> [Assigned task]:
Reproduce, exactly and in full, only the lines below from the one containing "use warden_core::models::sync::RunMode;" through the one containing "pub async fn".

> [The data]:

================

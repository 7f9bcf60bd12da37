pub mod init;
pub mod resync;
pub mod status;
pub mod sync;
pub mod worker;

use std::path::Path;
use std::sync::Arc;

use tracing::{info, warn};
use warden_core::config::WardenConfig;
use warden_core::connectors::Registry;
use warden_core::context::{CancelReason, RunContext};
use warden_core::db::repository::WardenRepository;
use warden_core::db::sqlite::SqliteRepository;
use warden_core::db::DatabasePool;
use warden_core::lock::{build_lock_manager, generate_instance_id, LockManager};
use warden_core::lock_runner::BlockingRunOnceLockRunner;
use warden_core::metrics::SyncMetrics;
use warden_core::models::sync::RunMode;
use warden_core::policy::RunPolicy;
use warden_core::reporter::LogReporter;
use warden_core::runner::DbRunner;

pub fn load_config(config_path: &str) -> anyhow::Result<WardenConfig> {
    let config = WardenConfig::load(Path::new(config_path))?;
    config.validate()?;
    info!("Loaded configuration from {}", config_path);
    Ok(config)
}

pub async fn open_repo(config: &WardenConfig) -> anyhow::Result<Arc<SqliteRepository>> {
    let connect_str = config.warden.database.connect_string()?;
    let pool = DatabasePool::new_sqlite(&connect_str).await?;
    info!("Connected to database");
    Ok(Arc::new(SqliteRepository::new(pool.into_sqlite())))
}

/// Owner id for lock rows: configured, or generated per process.
pub fn instance_id(config: &WardenConfig) -> String {
    config
        .lock
        .instance_id
        .clone()
        .unwrap_or_else(|| generate_instance_id(&config.warden.instance_name.replace(' ', "-")))
}

/// Everything one run mode lane needs, wired from config.
pub struct Lane {
    pub mode: RunMode,
    pub runner: Arc<BlockingRunOnceLockRunner>,
}

pub fn build_lane(
    config: &WardenConfig,
    repo: Arc<dyn WardenRepository>,
    lock: Arc<dyn LockManager>,
    metrics: Arc<SyncMetrics>,
    mode: RunMode,
) -> anyhow::Result<Lane> {
    let registry = Registry::builtin()?;
    let connectors = registry.resolve(&config.connectors)?;
    let runnable = connectors.iter().filter(|c| c.is_runnable(mode)).count();
    info!(mode = %mode, configured = connectors.len(), runnable, "Resolved connectors");

    let db_runner = DbRunner::new(
        repo,
        connectors,
        RunPolicy::from_config(&config.sync, mode),
        mode,
        Arc::new(LogReporter),
    )
    .with_evaluation(config.sync.evaluation_mode)
    .with_metrics(metrics);

    let runner = BlockingRunOnceLockRunner::new(
        lock,
        Arc::new(db_runner),
        mode.lock_scope(),
        &config.lock,
    );
    Ok(Lane {
        mode,
        runner: Arc::new(runner),
    })
}

pub fn lock_manager(config: &WardenConfig, repo: Arc<dyn WardenRepository>) -> Arc<dyn LockManager> {
    let owner = instance_id(config);
    info!(owner = %owner, mode = ?config.lock.mode, "Using lock manager");
    build_lock_manager(&config.lock, repo, owner)
}

/// A root context canceled with `Shutdown` on the first Ctrl-C.
pub fn shutdown_context() -> RunContext {
    let ctx = RunContext::new();
    let on_signal = ctx.clone();
    tokio::spawn(async move {
        match tokio::signal::ctrl_c().await {
            Ok(()) => {
                info!("Received shutdown signal");
                on_signal.cancel(CancelReason::Shutdown);
            }
            Err(e) => warn!("Failed to install Ctrl-C handler: {e}"),
        }
    });
    ctx
}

================

> [Completed exercise]:
use warden_core::models::sync::RunMode;
use warden_core::policy::RunPolicy;
use warden_core::reporter::LogReporter;
use warden_core::runner::DbRunner;

pub fn load_config(config_path: &str) -> anyhow::Result<WardenConfig> {
    let config = WardenConfig::load(Path::new(config_path))?;
    config.validate()?;
    info!("Loaded configuration from {}", config_path);
    Ok(config)
}

pub async fn open_repo(config: &WardenConfig) -> anyhow::Result<Arc<SqliteRepository>> {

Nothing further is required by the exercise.